Assigned task → Starting at the top of the entries below, set down each line exactly as written, and stop after the line containing "use super::functions;".

====== Given records

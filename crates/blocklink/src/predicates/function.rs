//! Closed enumeration of the key-generating functions.

use std::fmt;
use std::str::FromStr;

use serde::{Deserialize, Serialize};

use crate::error::{BlockingError, Result};
use crate::record::{FieldValue, Keys};

use super::functions;

/// The kind of value a predicate function accepts.
#[derive(Debug, Clone, Copy, PartialEq, Eq, Hash)]
pub enum ValueDomain {
    /// Any present value, through its canonical rendering.
    Any,
    /// Free text.
    Text,
    /// A set of strings.
    Set,
    /// Text or set; only the number of items matters.
    Collection,
    /// A number.
    Number,
    /// A (latitude, longitude) pair.
    LatLong,
}

impl ValueDomain {
    /// Human-readable name used in error messages.
    pub fn as_str(&self) -> &'static str {
        match self {
            ValueDomain::Any => "any",
            ValueDomain::Text => "text",
            ValueDomain::Set => "set",
            ValueDomain::Collection => "text or set",
            ValueDomain::Number => "number",
            ValueDomain::LatLong => "lat/long",
        }
    }
}

/// A key-generating function.
///
/// Each function has a stable name that identifies it in predicate names and
/// configuration files. The name never changes between releases, because
/// persisted blocking rules refer to it.
#[derive(Debug, Clone, Copy, PartialEq, Eq, Hash, PartialOrd, Ord, Serialize, Deserialize)]
#[serde(try_from = "String", into = "String")]
pub enum PredicateFunction {
    WholeField,
    TokenField,
    FirstToken,
    FirstTwoTokens,
    CommonInteger,
    AlphaNumeric,
    NearIntegers,
    HundredInteger,
    HundredIntegersOdd,
    FirstInteger,
    CommonTwoTokens,
    CommonThreeTokens,
    Fingerprint,
    OneGramFingerprint,
    TwoGramFingerprint,
    CommonFourGram,
    CommonSixGram,
    SameThreeCharStart,
    SameFiveCharStart,
    SameSevenCharStart,
    SuffixArray,
    SortedAcronym,
    DoubleMetaphone,
    MetaphoneToken,
    WholeSet,
    CommonSetElement,
    CommonTwoElements,
    CommonThreeElements,
    FirstSetElement,
    LastSetElement,
    MagnitudeOfCardinality,
    OrderOfMagnitude,
    RoundTo1,
    LatLongGrid,
}

impl PredicateFunction {
    /// Every function, in declaration order.
    pub const ALL: [PredicateFunction; 34] = [
        PredicateFunction::WholeField,
        PredicateFunction::TokenField,
        PredicateFunction::FirstToken,
        PredicateFunction::FirstTwoTokens,
        PredicateFunction::CommonInteger,
        PredicateFunction::AlphaNumeric,
        PredicateFunction::NearIntegers,
        PredicateFunction::HundredInteger,
        PredicateFunction::HundredIntegersOdd,
        PredicateFunction::FirstInteger,
        PredicateFunction::CommonTwoTokens,
        PredicateFunction::CommonThreeTokens,
        PredicateFunction::Fingerprint,
        PredicateFunction::OneGramFingerprint,
        PredicateFunction::TwoGramFingerprint,
        PredicateFunction::CommonFourGram,
        PredicateFunction::CommonSixGram,
        PredicateFunction::SameThreeCharStart,
        PredicateFunction::SameFiveCharStart,
        PredicateFunction::SameSevenCharStart,
        PredicateFunction::SuffixArray,
        PredicateFunction::SortedAcronym,
        PredicateFunction::DoubleMetaphone,
        PredicateFunction::MetaphoneToken,
        PredicateFunction::WholeSet,
        PredicateFunction::CommonSetElement,
        PredicateFunction::CommonTwoElements,
        PredicateFunction::CommonThreeElements,
        PredicateFunction::FirstSetElement,
        PredicateFunction::LastSetElement,
        PredicateFunction::MagnitudeOfCardinality,
        PredicateFunction::OrderOfMagnitude,
        PredicateFunction::RoundTo1,
        PredicateFunction::LatLongGrid,
    ];

    /// The stable identifier of this function.
    pub fn name(&self) -> &'static str {
        use PredicateFunction::*;
        match self {
            WholeField => "wholeFieldPredicate",
            TokenField => "tokenFieldPredicate",
            FirstToken => "firstTokenPredicate",
            FirstTwoTokens => "firstTwoTokensPredicate",
            CommonInteger => "commonIntegerPredicate",
            AlphaNumeric => "alphaNumericPredicate",
            NearIntegers => "nearIntegersPredicate",
            HundredInteger => "hundredIntegerPredicate",
            HundredIntegersOdd => "hundredIntegersOddPredicate",
            FirstInteger => "firstIntegerPredicate",
            CommonTwoTokens => "commonTwoTokens",
            CommonThreeTokens => "commonThreeTokens",
            Fingerprint => "fingerprint",
            OneGramFingerprint => "oneGramFingerprint",
            TwoGramFingerprint => "twoGramFingerprint",
            CommonFourGram => "commonFourGram",
            CommonSixGram => "commonSixGram",
            SameThreeCharStart => "sameThreeCharStartPredicate",
            SameFiveCharStart => "sameFiveCharStartPredicate",
            SameSevenCharStart => "sameSevenCharStartPredicate",
            SuffixArray => "suffixArray",
            SortedAcronym => "sortedAcronym",
            DoubleMetaphone => "doubleMetaphone",
            MetaphoneToken => "metaphoneToken",
            WholeSet => "wholeSetPredicate",
            CommonSetElement => "commonSetElementPredicate",
            CommonTwoElements => "commonTwoElementsPredicate",
            CommonThreeElements => "commonThreeElementsPredicate",
            FirstSetElement => "firstSetElementPredicate",
            LastSetElement => "lastSetElementPredicate",
            MagnitudeOfCardinality => "magnitudeOfCardinality",
            OrderOfMagnitude => "orderOfMagnitude",
            RoundTo1 => "roundTo1",
            LatLongGrid => "latLongGridPredicate",
        }
    }

    /// The kind of value this function accepts.
    pub fn domain(&self) -> ValueDomain {
        use PredicateFunction::*;
        match self {
            WholeField => ValueDomain::Any,
            WholeSet | CommonSetElement | CommonTwoElements | CommonThreeElements
            | FirstSetElement | LastSetElement => ValueDomain::Set,
            MagnitudeOfCardinality => ValueDomain::Collection,
            OrderOfMagnitude | RoundTo1 => ValueDomain::Number,
            LatLongGrid => ValueDomain::LatLong,
            _ => ValueDomain::Text,
        }
    }

    /// Apply the function to a field value.
    ///
    /// Absent values produce no keys. A present value outside the
    /// function's domain is an error.
    pub fn apply(&self, value: &FieldValue) -> Result<Keys> {
        if !value.is_present() {
            return Ok(Keys::new());
        }

        match (self.domain(), value) {
            (ValueDomain::Any, FieldValue::Text(s)) => Ok(functions::whole_field(s)),
            (ValueDomain::Any, other) => Ok(functions::whole_field(&other.render())),
            (ValueDomain::Text, FieldValue::Text(s)) => Ok(self.apply_text(s)),
            (ValueDomain::Set, FieldValue::Set(s)) => Ok(self.apply_set(s)),
            (ValueDomain::Collection, FieldValue::Set(s)) => {
                Ok(functions::magnitude_of_cardinality(s))
            }
            (ValueDomain::Collection, FieldValue::Text(s)) => {
                Ok(functions::magnitude_of_cardinality(s.chars()))
            }
            (ValueDomain::Number, FieldValue::Number(n)) => Ok(match self {
                PredicateFunction::RoundTo1 => functions::round_to_1(*n),
                _ => functions::order_of_magnitude(*n),
            }),
            (ValueDomain::LatLong, FieldValue::LatLong(lat, lng)) => {
                Ok(functions::lat_long_grid(*lat, *lng))
            }
            (domain, _) => Err(BlockingError::ValueType {
                predicate: self.name().to_string(),
                expected: domain.as_str(),
            }),
        }
    }

    fn apply_text(&self, value: &str) -> Keys {
        use PredicateFunction::*;
        match self {
            TokenField => functions::token_field(value),
            FirstToken => functions::first_token(value),
            FirstTwoTokens => functions::first_two_tokens(value),
            CommonInteger => functions::common_integer(value),
            AlphaNumeric => functions::alpha_numeric(value),
            NearIntegers => functions::near_integers(value),
            HundredInteger => functions::hundred_integer(value),
            HundredIntegersOdd => functions::hundred_integers_odd(value),
            FirstInteger => functions::first_integer(value),
            CommonTwoTokens => functions::common_two_tokens(value),
            CommonThreeTokens => functions::common_three_tokens(value),
            Fingerprint => functions::fingerprint(value),
            OneGramFingerprint => functions::one_gram_fingerprint(value),
            TwoGramFingerprint => functions::two_gram_fingerprint(value),
            CommonFourGram => functions::common_four_gram(value),
            CommonSixGram => functions::common_six_gram(value),
            SameThreeCharStart => functions::same_three_char_start(value),
            SameFiveCharStart => functions::same_five_char_start(value),
            SameSevenCharStart => functions::same_seven_char_start(value),
            SuffixArray => functions::suffix_array_keys(value),
            SortedAcronym => functions::sorted_acronym(value),
            DoubleMetaphone => functions::double_metaphone(value),
            MetaphoneToken => functions::metaphone_token(value),
            _ => functions::whole_field(value),
        }
    }

    fn apply_set(&self, value: &std::collections::BTreeSet<String>) -> Keys {
        use PredicateFunction::*;
        match self {
            CommonSetElement => functions::common_set_element(value),
            CommonTwoElements => functions::common_two_elements(value),
            CommonThreeElements => functions::common_three_elements(value),
            FirstSetElement => functions::first_set_element(value),
            LastSetElement => functions::last_set_element(value),
            _ => functions::whole_set(value),
        }
    }
}

impl fmt::Display for PredicateFunction {
    fn fmt(&self, f: &mut fmt::Formatter<'_>) -> fmt::Result {
        f.write_str(self.name())
    }
}

impl FromStr for PredicateFunction {
    type Err = BlockingError;

    fn from_str(s: &str) -> Result<Self> {
        PredicateFunction::ALL
            .iter()
            .copied()
            .find(|function| function.name() == s)
            .ok_or_else(|| BlockingError::Configuration(format!("unknown predicate function '{}'", s)))
    }
}

impl TryFrom<String> for PredicateFunction {
    type Error = BlockingError;

    fn try_from(value: String) -> Result<Self> {
        value.parse()
    }
}

impl From<PredicateFunction> for String {
    fn from(function: PredicateFunction) -> Self {
        function.name().to_string()
    }
}

#[cfg(test)]
mod tests {
    use super::*;
    use std::collections::HashSet;

    #[test]
    fn test_names_are_unique_and_parse_back() {
        let names: HashSet<&str> = PredicateFunction::ALL.iter().map(|f| f.name()).collect();
        assert_eq!(names.len(), PredicateFunction::ALL.len());

        for function in PredicateFunction::ALL {
            let parsed: PredicateFunction = function.name().parse().unwrap();
            assert_eq!(parsed, function);
        }
    }

    #[test]
    fn test_unknown_name() {
        let err = "nopePredicate".parse::<PredicateFunction>().unwrap_err();
        assert!(matches!(err, BlockingError::Configuration(_)));
    }

    #[test]
    fn test_serde_uses_stable_name() {
        let json = serde_json::to_string(&PredicateFunction::SameFiveCharStart).unwrap();
        assert_eq!(json, "\"sameFiveCharStartPredicate\"");
        let back: PredicateFunction = serde_json::from_str(&json).unwrap();
        assert_eq!(back, PredicateFunction::SameFiveCharStart);
    }

    #[test]
    fn test_apply_by_domain() {
        let keys = PredicateFunction::WholeField.apply(&FieldValue::text("donald")).unwrap();
        assert!(keys.contains("donald"));

        let keys = PredicateFunction::WholeField.apply(&FieldValue::Number(3.0)).unwrap();
        assert!(keys.contains("3.0"));

        let keys = PredicateFunction::LatLongGrid
            .apply(&FieldValue::LatLong(1.11, 2.27))
            .unwrap();
        assert!(keys.contains("[1.1, 2.3]"));

        let keys = PredicateFunction::MagnitudeOfCardinality
            .apply(&FieldValue::set(["a", "b", "c"]))
            .unwrap();
        assert!(keys.contains("0"));
    }

    #[test]
    fn test_absent_values_produce_nothing() {
        for function in PredicateFunction::ALL {
            assert!(function.apply(&FieldValue::Missing).unwrap().is_empty());
            assert!(function.apply(&FieldValue::text("")).unwrap().is_empty());
        }
    }

    #[test]
    fn test_wrong_domain_is_an_error() {
        let err = PredicateFunction::TokenField
            .apply(&FieldValue::Number(1.0))
            .unwrap_err();
        match err {
            BlockingError::ValueType { predicate, expected } => {
                assert_eq!(predicate, "tokenFieldPredicate");
                assert_eq!(expected, "text");
            }
            other => panic!("unexpected error: {}", other),
        }

        assert!(PredicateFunction::WholeSet.apply(&FieldValue::text("x")).is_err());
        assert!(PredicateFunction::RoundTo1.apply(&FieldValue::text("12")).is_err());
    }
}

============

Written answer →
filename crates/blocklink/src/predicates/function.rs
//! Closed enumeration of the key-generating functions.

use std::fmt;
use std::str::FromStr;

use serde::{Deserialize, Serialize};

use crate::error::{BlockingError, Result};
use crate::record::{FieldValue, Keys};

use super::functions;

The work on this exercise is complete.